Supreme Court hears suit over liability of generic drug makers
WASHINGTON — Karen Bartlett, a New Hampshire woman, took a generic prescription pain medication called sulindac for shoulder soreness and suffered what a lower court described last year as “truly horrific” injuries.
She endured burns across much of her body, spent two months in a medically induced coma and underwent 12 eye surgeries. She is now nearly blind and unable to eat normally because of burns to her throat.
She was at the Supreme Court on Tuesday to hear arguments on whether Americans who are hurt by generic drugs can ever hold the drug maker liable for their injuries.
Nearly 80% of prescriptions that Americans now fill are for generic drugs, and the high court finds itself at a crossroads on how to resolve claims from patients who are badly injured by these copycat products.
Should patients have a right to take their cases to a jury and seek damages? Or should the court block all such claims on the grounds that federal regulators already decided the drug was safe for sale?

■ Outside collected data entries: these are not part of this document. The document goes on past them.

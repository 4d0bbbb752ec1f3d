//! Transcript segments — immutable, timestamped units of speech.

use chrono::{DateTime, Utc};
use serde::{Deserialize, Serialize};
use uuid::Uuid;

use crate::types::{SegmentId, Speaker};

/// One immutable unit of presenter or agent speech.
///
/// Segments are append-only: once created they are never mutated. Ordering
/// within one speaker's stream is non-decreasing in `started_at`; the merged
/// session view is ordered by arrival sequence assigned at append time.
#[derive(Debug, Clone, Serialize, Deserialize)]
pub struct TranscriptSegment {
    /// Unique segment identifier (idempotence key for appends).
    pub id: SegmentId,
    /// Who spoke.
    pub speaker: Speaker,
    /// Recognized or delivered text.
    pub text: String,
    /// When speech started.
    pub started_at: DateTime<Utc>,
    /// When speech ended.
    pub ended_at: DateTime<Utc>,
    /// Slide on screen at time of speech.
    pub slide_index: u32,
    /// Whether this is a final (non-interim) recognition result.
    pub is_final: bool,
    /// Recognition confidence (1.0 for agent/moderator speech).
    pub confidence: f32,
}

impl TranscriptSegment {
    /// Create a final presenter segment.
    pub fn presenter(text: &str, slide_index: u32, started_at: DateTime<Utc>) -> Self {
        Self {
            id: Uuid::new_v4().to_string(),
            speaker: Speaker::Presenter,
            text: text.to_string(),
            started_at,
            ended_at: started_at,
            slide_index,
            is_final: true,
            confidence: 1.0,
        }
    }

    /// Create a final panelist segment.
    pub fn panelist(agent_id: &str, text: &str, slide_index: u32) -> Self {
        let now = Utc::now();
        Self {
            id: Uuid::new_v4().to_string(),
            speaker: Speaker::Panelist(agent_id.to_string()),
            text: text.to_string(),
            started_at: now,
            ended_at: now,
            slide_index,
            is_final: true,
            confidence: 1.0,
        }
    }

    /// Number of words in this segment.
    pub fn word_count(&self) -> u64 {
        self.text.split_whitespace().count() as u64
    }

    /// Duration of the segment in milliseconds.
    pub fn duration_ms(&self) -> i64 {
        (self.ended_at - self.started_at).num_milliseconds().max(0)
    }
}

#[cfg(test)]
mod tests {
    use super::*;

    #[test]
    fn test_presenter_segment() {
        let seg = TranscriptSegment::presenter("our churn dropped 40%", 3, Utc::now());
        assert!(seg.speaker.is_presenter());
        assert!(seg.is_final);
        assert_eq!(seg.slide_index, 3);
        assert_eq!(seg.word_count(), 4);
    }

    #[test]
    fn test_panelist_segment() {
        let seg = TranscriptSegment::panelist("vera", "What's the denominator?", 3);
        assert_eq!(seg.speaker.agent_id(), Some("vera"));
        assert!((seg.confidence - 1.0).abs() < f32::EPSILON);
    }

    #[test]
    fn test_segment_serde_roundtrip() {
        let seg = TranscriptSegment::presenter("hello", 0, Utc::now());
        let json = serde_json::to_string(&seg).unwrap();
        let parsed: TranscriptSegment = serde_json::from_str(&json).unwrap();
        assert_eq!(parsed.id, seg.id);
        assert_eq!(parsed.text, "hello");
    }
}
//! Deck claims — extracted assertions and mention matching.
//!
//! Claims arrive write-once from the deck-analysis collaborator at session
//! start. During the run their challenged/contradicted flags evolve as
//! exchanges reference them, and presenter speech is matched against them to
//! drive focus triggers.

use regex::Regex;
use serde::{Deserialize, Serialize};
use std::collections::HashSet;

use crate::types::ClaimId;

/// Classification of an extracted claim.
#[derive(Debug, Clone, Copy, PartialEq, Eq, Hash, Serialize, Deserialize)]
#[serde(rename_all = "snake_case")]
pub enum ClaimKind {
    /// A quantitative figure ("churn dropped 40%").
    Metric,
    /// A forward-looking promise ("we will ship in Q2").
    Commitment,
    /// A relative statement ("faster than every competitor").
    Comparison,
    /// A general assertion.
    Assertion,
}

impl std::fmt::Display for ClaimKind {
    fn fmt(&self, f: &mut std::fmt::Formatter<'_>) -> std::fmt::Result {
        match self {
            Self::Metric => write!(f, "metric"),
            Self::Commitment => write!(f, "commitment"),
            Self::Comparison => write!(f, "comparison"),
            Self::Assertion => write!(f, "assertion"),
        }
    }
}

/// How strongly the claim was asserted.
#[derive(Debug, Clone, Copy, PartialEq, Eq, PartialOrd, Ord, Hash, Serialize, Deserialize)]
#[serde(rename_all = "snake_case")]
pub enum ClaimStrength {
    /// Hedged language ("roughly", "we think").
    Hedged,
    /// Plain statement.
    Moderate,
    /// Absolute or superlative language.
    Strong,
}

/// An extracted assertion tied to a slide.
#[derive(Debug, Clone, Serialize, Deserialize)]
pub struct Claim {
    /// Unique claim identifier.
    pub id: ClaimId,
    /// Slide the claim appears on.
    pub slide_index: u32,
    /// Claim text as extracted.
    pub text: String,
    /// Classification.
    pub kind: ClaimKind,
    /// Assertion strength.
    pub strength: ClaimStrength,
    /// Whether an exchange has challenged this claim.
    pub challenged: bool,
    /// Whether an exchange surfaced a contradiction of this claim.
    pub contradicted: bool,
}

impl Claim {
    /// Create an unchallenged claim.
    pub fn new(id: &str, slide_index: u32, text: &str, kind: ClaimKind, strength: ClaimStrength) -> Self {
        Self {
            id: id.to_string(),
            slide_index,
            text: text.to_string(),
            kind,
            strength,
            challenged: false,
            contradicted: false,
        }
    }
}

/// One slide of the deck manifest.
#[derive(Debug, Clone, Serialize, Deserialize)]
pub struct Slide {
    /// Zero-based slide position.
    pub index: u32,
    /// Slide title.
    pub title: String,
    /// Extracted body text.
    pub body: String,
}

/// The ordered slide manifest provided by the deck collaborator.
#[derive(Debug, Clone, Default, Serialize, Deserialize)]
pub struct SlideManifest {
    pub slides: Vec<Slide>,
}

impl SlideManifest {
    /// Number of slides.
    pub fn len(&self) -> usize {
        self.slides.len()
    }

    /// Whether the manifest is empty.
    pub fn is_empty(&self) -> bool {
        self.slides.is_empty()
    }

    /// Slide by index, if present.
    pub fn slide(&self, index: u32) -> Option<&Slide> {
        self.slides.iter().find(|s| s.index == index)
    }
}

/// Matches live speech against claim texts.
///
/// Matching is deliberately cheap: significant-word overlap, no model call.
/// A mention requires either `min_overlap` shared significant words or
/// coverage of half the claim's significant words, whichever is lower.
pub struct ClaimMatcher {
    word: Regex,
    min_overlap: usize,
}

impl ClaimMatcher {
    /// Create a matcher with the default overlap threshold.
    pub fn new() -> Self {
        Self {
            word: Regex::new(r"[A-Za-z0-9%]+").expect("static regex"),
            min_overlap: 3,
        }
    }

    /// Significant words of a text: lowercase, length > 3 (numbers always count).
    fn significant_words(&self, text: &str) -> HashSet<String> {
        self.word
            .find_iter(text)
            .map(|m| m.as_str().to_lowercase())
            .filter(|w| w.len() > 3 || w.chars().any(|c| c.is_ascii_digit()))
            .collect()
    }

    /// Whether `speech` mentions `claim`.
    pub fn mentions(&self, speech: &str, claim: &Claim) -> bool {
        let spoken = self.significant_words(speech);
        let claimed = self.significant_words(&claim.text);
        if claimed.is_empty() {
            return false;
        }
        let overlap = claimed.intersection(&spoken).count();
        let needed = self.min_overlap.min(claimed.len().div_ceil(2));
        overlap >= needed.max(1)
    }

    /// All claims mentioned in `speech`.
    pub fn mentioned<'a>(&self, speech: &str, claims: &'a [Claim]) -> Vec<&'a Claim> {
        claims.iter().filter(|c| self.mentions(speech, c)).collect()
    }

    /// Overlap score (0.0–1.0) between a set of focus keywords and a claim.
    pub fn focus_score(&self, focus_areas: &[String], claim: &Claim) -> f64 {
        if focus_areas.is_empty() {
            return 0.0;
        }
        let claim_text = claim.text.to_lowercase();
        let matched = focus_areas
            .iter()
            .filter(|area| {
                let area = area.to_lowercase();
                self.significant_words(&area)
                    .iter()
                    .any(|w| claim_text.contains(w.as_str()))
            })
            .count();
        matched as f64 / focus_areas.len() as f64
    }
}

impl Default for ClaimMatcher {
    fn default() -> Self {
        Self::new()
    }
}

#[cfg(test)]
mod tests {
    use super::*;

    fn churn_claim() -> Claim {
        Claim::new(
            "c-1",
            3,
            "Customer churn dropped 40% after the pricing change",
            ClaimKind::Metric,
            ClaimStrength::Strong,
        )
    }

    #[test]
    fn test_mention_detected() {
        let matcher = ClaimMatcher::new();
        let claim = churn_claim();
        assert!(matcher.mentions(
            "as you can see, churn dropped a full 40% once we changed pricing",
            &claim
        ));
    }

    #[test]
    fn test_unrelated_speech_not_matched() {
        let matcher = ClaimMatcher::new();
        let claim = churn_claim();
        assert!(!matcher.mentions("moving on to the team slide now", &claim));
    }

    #[test]
    fn test_mentioned_filters_claims() {
        let matcher = ClaimMatcher::new();
        let claims = vec![
            churn_claim(),
            Claim::new(
                "c-2",
                5,
                "We are the fastest platform in the market",
                ClaimKind::Comparison,
                ClaimStrength::Strong,
            ),
        ];
        let hits = matcher.mentioned("churn dropped 40% with the new pricing", &claims);
        assert_eq!(hits.len(), 1);
        assert_eq!(hits[0].id, "c-1");
    }

    #[test]
    fn test_focus_score() {
        let matcher = ClaimMatcher::new();
        let claim = churn_claim();
        let focus = vec!["churn metrics".to_string(), "hiring plan".to_string()];
        let score = matcher.focus_score(&focus, &claim);
        assert!((score - 0.5).abs() < f64::EPSILON);
        assert!((matcher.focus_score(&[], &claim)).abs() < f64::EPSILON);
    }

    #[test]
    fn test_manifest_lookup() {
        let manifest = SlideManifest {
            slides: vec![Slide {
                index: 0,
                title: "Intro".to_string(),
                body: "hello".to_string(),
            }],
        };
        assert_eq!(manifest.len(), 1);
        assert!(manifest.slide(0).is_some());
        assert!(manifest.slide(9).is_none());
    }

    #[test]
    fn test_claim_kind_display() {
        assert_eq!(ClaimKind::Metric.to_string(), "metric");
        assert_eq!(ClaimKind::Commitment.to_string(), "commitment");
        assert_eq!(ClaimKind::Comparison.to_string(), "comparison");
        assert_eq!(ClaimKind::Assertion.to_string(), "assertion");
    }

    #[test]
    fn test_strength_ordering() {
        assert!(ClaimStrength::Strong > ClaimStrength::Moderate);
        assert!(ClaimStrength::Moderate > ClaimStrength::Hedged);
    }
}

Two years ago, the court handed down a 5-4 decision that shielded generic drug makers from being held liable for failing to warn patients of harmful side effects.
The court’s conservative majority reasoned that since the makers of these copycat drugs must use the same warning label that was approved by the U.S. Food & Drug Administration for the original maker, they cannot be faulted for not including stronger warnings.
The case of Mutual Pharmaceutical Co. Inc. vs. Bartlett, however, will decide whether a patient can sue a generic drug maker for selling an unreasonably dangerous drug, regardless of warnings.
A jury awarded Bartlett $21 million in a verdict against Mutual Pharmaceutical, the maker of the generic sulindac, but the high court agreed to consider throwing out the verdict.
Sulindac is a non-steroidal anti-inflammatory drug that was first sold under the brand Clinoril. Bartlett suffered a very rare but serious reaction, a form of Stevens-Johnson Syndrome.
The justices have been skeptical of allowing juries to “second guess” the safety of drugs that have been approved for sale by federal regulators.
In oral arguments Tuesday, Justices Antonin Scalia and Stephen Breyer questioned whether juries of ordinary citizens are qualified to decide whether a drug’s benefits outweigh its risks.
A lawyer for the drug maker and one for the Obama administration urged the court to throw out the verdict and rule that juries cannot decide an approved drug is too dangerous to be on the market.
But Justices Sonia Sotomayor and Elena Kagan appeared to disagree. They suggested the FDA’s approval of a drug meant only that it could be sold. It did not necessarily prevent a jury from finding it was unreasonably dangerous, they said.
Washington attorney David Frederick, representing Bartlett, said his client did not seek medication for a serious condition or disease like cancer. She had shoulder pain, but she was prescribed a drug that had a higher than normal rate of causing severe side effects.
“Aspirin and acetaminophen — Tylenol — produce the same kind of pain relief, but they do not produce the kind of [injuries] that Ms. Bartlett had, that caused 60% of her body to burn,” he said.
The court is likely to issue a decision in June.